ROBERT OSCAR LOPEZ [GLAAD CAP]

It's just weird, wacky, peculiar stuff.  The attack lines are almost difficult to get mad at, seeing as how they seem too kooky to land with anyone other than the fringe.  Then you remember that he literally equates same-sex parents with the forcible buying, selling, and captivity of human beings, and some semblance of anger returns.

Yet despite his penchant for equating same-sex parents with slaveowners and general over-the-top-iness, Mr. Lopez keeps booking really prominent anti-LGBT gigs.  In addition to testifying in front of multiple state legislatures against marriage equality, Lopez joined an amicus brief dissuading the U.S. Supreme Court from siding with pro-equality proponents, lands commentary placements with several different conservative outlets, is routinely promoted by organizations like the National Organization For Marriage, and joins all kinds of rallies designed to stop LGBT rights.  Which is why we have to follow his words.  

But let's restate: shining a spotlight on his words does not mean trying to silence his words, and it certainly doesn't mean GLAAD is in some sort of battle with him.

I feel the need to restate these points because, on two separate occasions now, Mr. Lopez has wholly concocted public fights in which he jousts at (and not with) an imaginary version of GLAAD that simply does not exist.  Let's examine.

In the latest round of the battle playing out within Mr. Lopez' own mind, he brings up an upcoming conference at which he is scheduled to speak.  That conference, sponsored by a national anti-LGBT organization at Stanford University, is to feature conservative thinkers like Ryan T. Anderson and Sherif Girgis who, along with Lopez and a few other speakers, will make the case, at least in part, for LGBT inequality. It's not the smartest idea to bring on Lopez' odd form of engagement, in my view, as I believe that Lopez' truly bizarre rhetoric makes him a liability to the opposition's cause.  But if the organizers want to book him, that is their right.
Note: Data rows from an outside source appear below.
//! The indexed representation of a business and the index mapping it is stored under.

use serde::{Deserialize, Serialize};
use serde_json::{json, Value};
use time::OffsetDateTime;

use crate::domain::models::{Business, BusinessId, SearchHit, Staff, StaffId};

/// Field mapping used when the business index is created.
pub fn business_index_mapping() -> Value {
    json!({
        "mappings": {
            "properties": {
                "id": { "type": "keyword" },
                "name": { "type": "text" },
                "description": { "type": "text" },
                "address": { "type": "text" },
                "businessType": { "type": "keyword" },
                "status": { "type": "keyword" },
                "createAt": { "type": "date" },
                "workerName": { "type": "text" },
                "staffs": {
                    "type": "nested",
                    "properties": {
                        "id": { "type": "keyword" },
                        "name": { "type": "text" },
                        "role": { "type": "keyword" }
                    }
                }
            }
        }
    })
}

/// A business as stored in the search index.
///
/// Every field defaults so partially projected sources still deserialize.
#[derive(Debug, Clone, Default, PartialEq, Serialize, Deserialize)]
#[serde(default, rename_all = "camelCase")]
pub struct BusinessDocument {
    pub id: String,
    pub name: String,
    pub description: String,
    pub address: String,
    pub business_type: String,
    pub status: String,
    #[serde(rename = "createAt", with = "time::serde::rfc3339::option")]
    pub create_at: Option<OffsetDateTime>,
    pub worker_name: String,
    pub staffs: Vec<StaffDocument>,
}

#[derive(Debug, Clone, Default, PartialEq, Serialize, Deserialize)]
#[serde(default, rename_all = "camelCase")]
pub struct StaffDocument {
    pub id: String,
    /// Full name.
    pub name: String,
    pub role: String,
    pub username: String,
    pub email: String,
    #[serde(rename = "createAt", with = "time::serde::rfc3339::option")]
    pub create_at: Option<OffsetDateTime>,
}

impl From<&Business> for BusinessDocument {
    fn from(business: &Business) -> Self {
        Self {
            id: business.id.to_string(),
            name: business.name.clone(),
            description: business.description.clone(),
            address: business.address.clone(),
            business_type: business.business_type.clone(),
            status: business.status.clone(),
            create_at: Some(business.created_at),
            worker_name: business.worker_name.clone(),
            staffs: business.staffs.iter().map(StaffDocument::from).collect(),
        }
    }
}

impl From<&Staff> for StaffDocument {
    fn from(staff: &Staff) -> Self {
        Self {
            id: staff.id.to_string(),
            name: staff.fullname.clone(),
            role: staff.role.clone(),
            username: staff.username.clone(),
            email: staff.email.clone(),
            create_at: Some(staff.created_at),
        }
    }
}

impl BusinessDocument {
    pub fn to_value(&self) -> Value {
        serde_json::to_value(self).unwrap_or(Value::Null)
    }

    /// Builds the business under `id`, regardless of the id stored in the document.
    pub fn into_business(self, id: BusinessId) -> Business {
        let created_at = self.create_at.unwrap_or(OffsetDateTime::UNIX_EPOCH);
        let staffs = self
            .staffs
            .into_iter()
            .filter_map(|staff| {
                let staff_id = staff.id.parse::<uuid::Uuid>().ok()?;
                Some(Staff {
                    id: StaffId::new(staff_id),
                    username: staff.username,
                    password_hash: String::new(),
                    fullname: staff.name,
                    email: staff.email,
                    role: staff.role,
                    created_at: staff.create_at.unwrap_or(created_at),
                    business_id: id,
                })
            })
            .collect();

        Business {
            id,
            name: self.name,
            description: self.description,
            address: self.address,
            business_type: self.business_type,
            status: self.status,
            created_at,
            worker_name: self.worker_name,
            staffs,
        }
    }
}

/// Maps a hit back into a business whose id is the hit's document id.
///
/// Returns `None` when the source does not deserialize or no usable id exists.
pub fn business_from_hit(hit: &SearchHit) -> Option<Business> {
    let document: BusinessDocument = serde_json::from_value(hit.source.clone()).ok()?;
    let id = hit
        .id
        .parse::<BusinessId>()
        .ok()
        .or_else(|| document.id.parse().ok())?;
    Some(document.into_business(id))
}
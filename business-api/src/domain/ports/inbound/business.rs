use async_trait::async_trait;

use crate::domain::{
    ingestion::{CancellationSignal, IngestionReport},
    models::{Business, BusinessId, BusinessListQuery, BusinessUpdate, NewBusiness, Page},
    BusinessError,
};

#[async_trait]
pub trait BusinessService: Send + Sync + 'static {
    async fn create_business(&self, business: NewBusiness) -> Result<Business, BusinessError>;

    /// Generates and bulk-inserts synthetic businesses through the worker pool.
    ///
    /// Returns once every worker has reported, whether or not all batches succeeded.
    async fn create_generated_businesses(
        &self,
        cancel: CancellationSignal,
    ) -> Result<IngestionReport, BusinessError>;

    /// Loads the business and attaches staff through a second lookup.
    async fn get_business(&self, id: BusinessId) -> Result<Business, BusinessError>;

    /// Loads the business with staff eagerly joined by the repository.
    async fn get_business_with_staffs(&self, id: BusinessId) -> Result<Business, BusinessError>;

    async fn list_businesses(
        &self,
        query: BusinessListQuery,
    ) -> Result<Page<Business>, BusinessError>;

    async fn list_businesses_with_staffs(
        &self,
        query: BusinessListQuery,
    ) -> Result<Page<Business>, BusinessError>;

    async fn update_business(
        &self,
        id: BusinessId,
        update: BusinessUpdate,
    ) -> Result<Business, BusinessError>;

    async fn delete_business(&self, id: BusinessId) -> Result<(), BusinessError>;
}
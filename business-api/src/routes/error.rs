use axum::{
    extract::rejection::{JsonRejection, PathRejection, QueryRejection},
    http::StatusCode,
    response::{IntoResponse, Response},
    Json,
};
use serde::Serialize;
use std::fmt;

use crate::domain::{BusinessError, SearchError, StaffError};

#[derive(Serialize)]
struct ErrorBody {
    error: String,
}

#[derive(Debug)]
pub struct ApiError {
    status: StatusCode,
    message: String,
}

impl ApiError {
    pub fn new(status: StatusCode, message: impl Into<String>) -> Self {
        Self {
            status,
            message: message.into(),
        }
    }

    pub fn internal(message: impl Into<String>) -> Self {
        Self::new(StatusCode::INTERNAL_SERVER_ERROR, message)
    }

    pub fn bad_request(message: impl Into<String>) -> Self {
        Self::new(StatusCode::BAD_REQUEST, message)
    }

    pub fn not_found(message: impl Into<String>) -> Self {
        Self::new(StatusCode::NOT_FOUND, message)
    }

    pub fn conflict(message: impl Into<String>) -> Self {
        Self::new(StatusCode::CONFLICT, message)
    }

}

impl fmt::Display for ApiError {
    fn fmt(&self, f: &mut fmt::Formatter<'_>) -> fmt::Result {
        write!(f, "{}: {}", self.status, self.message)
    }
}

impl IntoResponse for ApiError {
    fn into_response(self) -> Response {
        let body = ErrorBody {
            error: self.message,
        };
        (self.status, Json(body)).into_response()
    }
}

impl From<JsonRejection> for ApiError {
    fn from(rejection: JsonRejection) -> Self {
        Self::new(rejection.status(), rejection.body_text())
    }
}

impl From<PathRejection> for ApiError {
    fn from(rejection: PathRejection) -> Self {
        Self::new(rejection.status(), rejection.body_text())
    }
}

impl From<QueryRejection> for ApiError {
    fn from(rejection: QueryRejection) -> Self {
        Self::new(rejection.status(), rejection.body_text())
    }
}

impl From<BusinessError> for ApiError {
    fn from(err: BusinessError) -> Self {
        match err {
            BusinessError::NotFound(_) => Self::not_found(err.to_string()),
            BusinessError::InvalidInput(message) => Self::bad_request(message),
            BusinessError::Storage(message) => {
                tracing::error!("Business storage error: {}", message);
                Self::internal("internal server error")
            }
        }
    }
}

impl From<StaffError> for ApiError {
    fn from(err: StaffError) -> Self {
        match err {
            StaffError::NotFound(_) => Self::not_found(err.to_string()),
            StaffError::InvalidInput(message) => Self::bad_request(message),
            StaffError::Conflict(message) => {
                tracing::debug!("Staff write rejected: {}", message);
                Self::conflict("username, email or business reference conflicts with stored data")
            }
            StaffError::Storage(message) => {
                tracing::error!("Staff storage error: {}", message);
                Self::internal("internal server error")
            }
        }
    }
}

impl From<SearchError> for ApiError {
    fn from(err: SearchError) -> Self {
        match err {
            SearchError::InvalidRequest(message) => Self::bad_request(message),
            SearchError::Index(message) => {
                tracing::error!("Search index error: {}", message);
                Self::internal("search index unavailable")
            }
            SearchError::Storage(message) => {
                tracing::error!("Search storage error: {}", message);
                Self::internal("internal server error")
            }
        }
    }
}

#[cfg(test)]
mod tests {
    use uuid::Uuid;

    use super::*;
    use crate::domain::models::BusinessId;

    #[test]
    fn domain_errors_map_to_statuses() {
        let missing = ApiError::from(BusinessError::NotFound(BusinessId::new(Uuid::nil())));
        assert_eq!(missing.status, StatusCode::NOT_FOUND);

        let invalid = ApiError::from(StaffError::invalid("email is not valid"));
        assert_eq!(invalid.status, StatusCode::BAD_REQUEST);

        let conflict = ApiError::from(StaffError::Conflict("duplicate key".to_string()));
        assert_eq!(conflict.status, StatusCode::CONFLICT);

        let index = ApiError::from(SearchError::Index("connection refused".to_string()));
        assert_eq!(index.status, StatusCode::INTERNAL_SERVER_ERROR);
    }

    #[test]
    fn internal_detail_is_not_exposed() {
        let err = ApiError::from(BusinessError::Storage("password=hunter2".to_string()));
        assert!(!err.to_string().contains("hunter2"));
    }
}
GLAAD has not yet said anything about this conference.  GLAAD has not written so much as a tweet about the Stanford event.  If someone writes me asking for information on the speakers, I would absolutely send them Mr. Lopez' CAP profile because I assume that all involved, from any perspective, would see it pertinent to know what this chosen speaker has chosen to speak.  But there has not yet been any call to action, any press release, or any public comment from GLAAD.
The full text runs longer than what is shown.